[[ DATASET ENTRIES, beginning ]]
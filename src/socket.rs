//! The live-session socket carrier.

use serde_json::Value;

use crate::carrier::{Assigns, Carrier, Params, Private};
use crate::session::SessionMap;

/// A live-session socket.
///
/// Sockets outlive a single navigation: they are mounted once with the
/// session captured from the initial request, then receive navigation events
/// carrying path parameters and a URL. They have no request headers, cookies
/// or body, and their session is read-only, so those sources always resolve
/// to absent and the session bridge leaves sockets unchanged.
///
/// # Examples
///
/// ```
/// use request_locale::{Carrier, SessionMap, Socket};
///
/// let socket = Socket::mount("sock-F1", SessionMap::new())
///     .with_host("example.org");
///
/// assert_eq!(socket.request_id(), "sock-F1");
/// assert!(socket.headers().is_empty());
/// ```
#[derive(Debug, Clone, Default)]
pub struct Socket {
    id: String,
    host: Option<String>,
    path_params: Params,
    query_params: Params,
    assigns: Assigns,
    private: Private,
    session: SessionMap,
}

impl Socket {
    /// Mounts a socket with the session captured from the initial request.
    pub fn mount(id: impl Into<String>, session: SessionMap) -> Self {
        Self {
            id: id.into(),
            session,
            ..Self::default()
        }
    }

    /// Sets the host.
    pub fn with_host(mut self, host: impl Into<String>) -> Self {
        self.host = Some(host.into());
        self
    }

    /// Replaces the host, clearing it when `None`.
    pub fn set_host(&mut self, host: Option<String>) {
        self.host = host;
    }

    /// Replaces the path parameters.
    pub fn set_path_params(&mut self, params: Params) {
        self.path_params = params;
    }

    /// Replaces the query parameters.
    pub fn set_query_params(&mut self, params: Params) {
        self.query_params = params;
    }

    /// Sets a user-visible assign.
    pub fn assign(&mut self, key: impl Into<String>, value: impl Into<Value>) {
        self.assigns.insert(key.into(), value.into());
    }

    /// Returns the session captured at mount.
    pub fn session(&self) -> &SessionMap {
        &self.session
    }
}

impl Carrier for Socket {
    fn request_id(&self) -> &str {
        &self.id
    }

    fn path_params(&self) -> &Params {
        &self.path_params
    }

    fn query_params(&self) -> &Params {
        &self.query_params
    }

    fn host(&self) -> Option<&str> {
        self.host.as_deref()
    }

    fn assigns(&self) -> &Assigns {
        &self.assigns
    }

    fn assigns_mut(&mut self) -> &mut Assigns {
        &mut self.assigns
    }

    fn private(&self) -> &Private {
        &self.private
    }

    fn private_mut(&mut self) -> &mut Private {
        &mut self.private
    }

    fn session_value(&self, key: &str) -> Option<Value> {
        self.session.get(key).cloned()
    }
}
//! Property tests for request-locale.
//!
//! These tests validate store and resolution invariants across arbitrary
//! keys, values and headers.

use std::collections::BTreeMap;

use proptest::prelude::*;
use request_locale::source::accept_language;
use request_locale::web::LocalePlug;
use request_locale::{
    is_private, resolve, store, Attrs, Config, Conn, Field, FieldConfig, Source, PRIVATE_MARKER,
};
use serde_json::Value;

// Strategy: attribute keys, some of them private
fn arb_key() -> impl Strategy<Value = String> {
    prop_oneof![
        prop::string::string_regex("[a-z]{1,8}").unwrap(),
        prop::string::string_regex("__[a-z]{1,6}").unwrap(),
    ]
}

// Strategy: language tags like `fr`, `de-CH`, `zh-Hant`
fn arb_tag() -> impl Strategy<Value = String> {
    prop::string::string_regex("[a-z]{2,3}(-[A-Z][a-z]{1,3}|-[A-Z]{2})?").unwrap()
}

fn arb_pairs() -> impl Strategy<Value = Vec<(String, String)>> {
    prop::collection::vec((arb_key(), "[a-zA-Z-]{0,10}"), 0..8)
}

proptest! {
    /// Property: merging a list and merging the equivalent map agree
    ///
    /// When keys repeat, the last pair in the list is the one kept, which is
    /// also what collecting into a map does.
    #[test]
    fn proptest_merge_list_equals_merge_map(pairs in arb_pairs()) {
        let map: BTreeMap<String, Value> = pairs
            .iter()
            .map(|(k, v)| (k.clone(), Value::from(v.as_str())))
            .collect();

        let from_list = store::merge(Conn::new("req-1"), pairs);
        let from_map = store::merge(Conn::new("req-1"), map);

        prop_assert_eq!(store::get(&from_list), store::get(&from_map));
    }

    /// Property: put then get returns the value and leaves other keys alone
    #[test]
    fn proptest_put_preserves_other_keys(
        pairs in arb_pairs(),
        key in arb_key(),
        value in "[a-z]{0,6}",
    ) {
        let before = store::merge(Conn::new("req-1"), pairs);
        let snapshot = store::get(&before).clone();

        let after = store::put(before, key.clone(), value.clone());

        prop_assert_eq!(store::get_key(&after, &key), Some(&Value::from(value)));
        for (k, v) in snapshot.iter().filter(|(k, _)| *k != key) {
            prop_assert_eq!(store::get_key(&after, k), Some(v));
        }
    }

    /// Property: privacy depends only on the key prefix
    #[test]
    fn proptest_privacy_is_prefix_based(suffix in "[a-z_]{0,10}") {
        let private_key = format!("{PRIVATE_MARKER}{suffix}");
        prop_assert!(is_private(&private_key));
        let prefixed_key = format!("x{}", private_key);
        prop_assert!(!is_private(prefixed_key));
    }

    /// Property: split partitions the map without losing entries
    #[test]
    fn proptest_split_partitions(pairs in arb_pairs()) {
        let attrs: Attrs = pairs.into_iter().collect();
        let total = attrs.len();

        let (internal, visible) = attrs.split();

        prop_assert_eq!(internal.len() + visible.len(), total);
        prop_assert!(internal.iter().all(|(k, _)| is_private(k)));
        prop_assert!(visible.iter().all(|(k, _)| !is_private(k)));
    }

    /// Property: Accept-Language yields the first listed tag regardless of weights
    #[test]
    fn proptest_accept_language_first_listed(
        tags in prop::collection::vec(arb_tag(), 1..6),
        weights in prop::collection::vec(0u8..=10, 6),
    ) {
        let header = tags
            .iter()
            .zip(&weights)
            .map(|(tag, w)| format!("{tag};q={:.1}", f32::from(*w) / 10.0))
            .collect::<Vec<_>>()
            .join(", ");

        prop_assert_eq!(accept_language::select(&header, None), Some(tags[0].as_str()));
    }

    /// Property: applying the plug twice changes nothing
    #[test]
    fn proptest_plug_is_idempotent(
        query in prop::option::of(arb_tag()),
        cookie in prop::option::of(arb_tag()),
        header in prop::option::of(arb_tag()),
        region in prop::option::of("[A-Z]{2}"),
    ) {
        let mut conn = Conn::new("req-prop");
        if let Some(tag) = &query {
            conn.add_query_param("locale", tag.as_str());
        }
        if let Some(tag) = &cookie {
            conn.add_cookie("language", tag.as_str());
        }
        if let Some(tag) = &header {
            conn.add_header("Accept-Language", tag.as_str());
        }
        let extra: Attrs = region.iter().map(|r| ("region", r.as_str())).collect();

        let plug = LocalePlug::new(Config::default()).with_extra(extra);
        let once = plug.apply(conn);
        let twice = plug.apply(once.clone());

        prop_assert_eq!(store::get(&once), store::get(&twice));
    }

    /// Property: the earlier of two configured sources always wins
    #[test]
    fn proptest_first_source_wins(query in arb_tag(), cookie in arb_tag()) {
        let config = Config::default().with_field(
            Field::Locale,
            FieldConfig::for_field(Field::Locale).with_sources([Source::Cookie, Source::Query]),
        );
        let mut conn = Conn::new("req-prop");
        conn.add_query_param("locale", query);
        conn.add_cookie("locale", cookie.clone());

        let resolved = resolve(&conn, &config, &Attrs::new(), &Attrs::new());

        prop_assert_eq!(resolved.get(Field::Locale), Some(cookie.as_str()));
    }
}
[[ DATASET ENTRIES, end ]]
PROBLEM STATEMENT
Within the listing above, locate the line containing "self.host.as_deref()" and the line containing "fn private_mut(&mut self)". Reproduce those two lines and all lines between them exactly, with nothing added.

EXERCISE RESULT
        self.host.as_deref()
    }

    fn assigns(&self) -> &Assigns {
        &self.assigns
    }

    fn assigns_mut(&mut self) -> &mut Assigns {
        &mut self.assigns
    }

    fn private(&self) -> &Private {
        &self.private
    }

    fn private_mut(&mut self) -> &mut Private {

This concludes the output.